A Nomogram for the Determination of the Necessity of Concurrent Chemotherapy in Patients With Stage II-IVa Nasopharyngeal Carcinoma

• Published in: Frontiers in oncology Vol. 11; p. 640077
• Main Authors: Yang, Kaixuan, Zhang, Qian, Zhang, Mengxi, Xie, Wenji, Li, Mei, Zeng, Lei, Wang, Qiang, Zhao, Jianling, Li, Yiping, Li, Guangjun
• Format: Journal Article
• Language: English
• Published: Switzerland Frontiers Media S.A 06.09.2021
• Subjects: chemoradiotherapy; concurrent chemotherapy; intensity-modulated radiotherapy; nasopharyngeal carcinoma; nomogram; Oncology; chemoradiotherapy; concurrent chemotherapy; intensity-modulated radiotherapy; nasopharyngeal carcinoma; nomogram
• ISSN: 2234-943X; 2234-943X
• DOI: 10.3389/fonc.2021.640077

The efficiency of concurrent chemotherapy (CC) remains controversial for stage II-IVa nasopharyngeal carcinoma (NPC) patients treated with induction chemotherapy (IC) followed by intensity-modulated radiotherapy (IMRT). Therefore, we aimed to propose a nomogram to identify patients who would benefit from CC. A total of 434 NPC patients (stage II-IVa) treated with IC followed by IMRT between January 2010 and December 2015 were included. There were 808 dosimetric parameters extracted by the in-house script for each patient. A dosimetric signature was developed with the least absolute shrinkage and selection operator algorithm. A nomogram was built by incorporating clinical factors and dosimetric signature using Cox regression to predict recurrence-free survival (RFS). The C-index was used to evaluate the performance of the nomogram. The patients were stratified into low- and high-risk recurrence according to the optimal cutoff of risk score. The nomogram incorporating age, TNM stage, and dosimetric signature yielded a C-index of 0.719 (95% confidence interval, 0.658-0.78). In the low-risk group, CC was associated with a 9.4% increase of 5-year locoregional RFS and an 8.8% increase of 5-year overall survival (OS), whereas it was not significantly associated with an improvement of locoregional RFS (LRFS) and OS in the high-risk group.

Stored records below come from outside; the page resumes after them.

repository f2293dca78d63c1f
// SPDX-FileCopyrightText: 2025 Caspar Water Company
//
// SPDX-License-Identifier: Apache-2.0

pub mod commands;
pub mod common;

However, in the high-risk group, patients could benefit from adjuvant chemotherapy (AC) by improving 33.6% of the 5-year LRFS. The nomogram performed an individualized risk quantification of RFS in patients with stage II-IVa NPC treated with IC followed by IMRT. Patients with low risk could benefit from CC, whereas patients with high risk may require additional AC.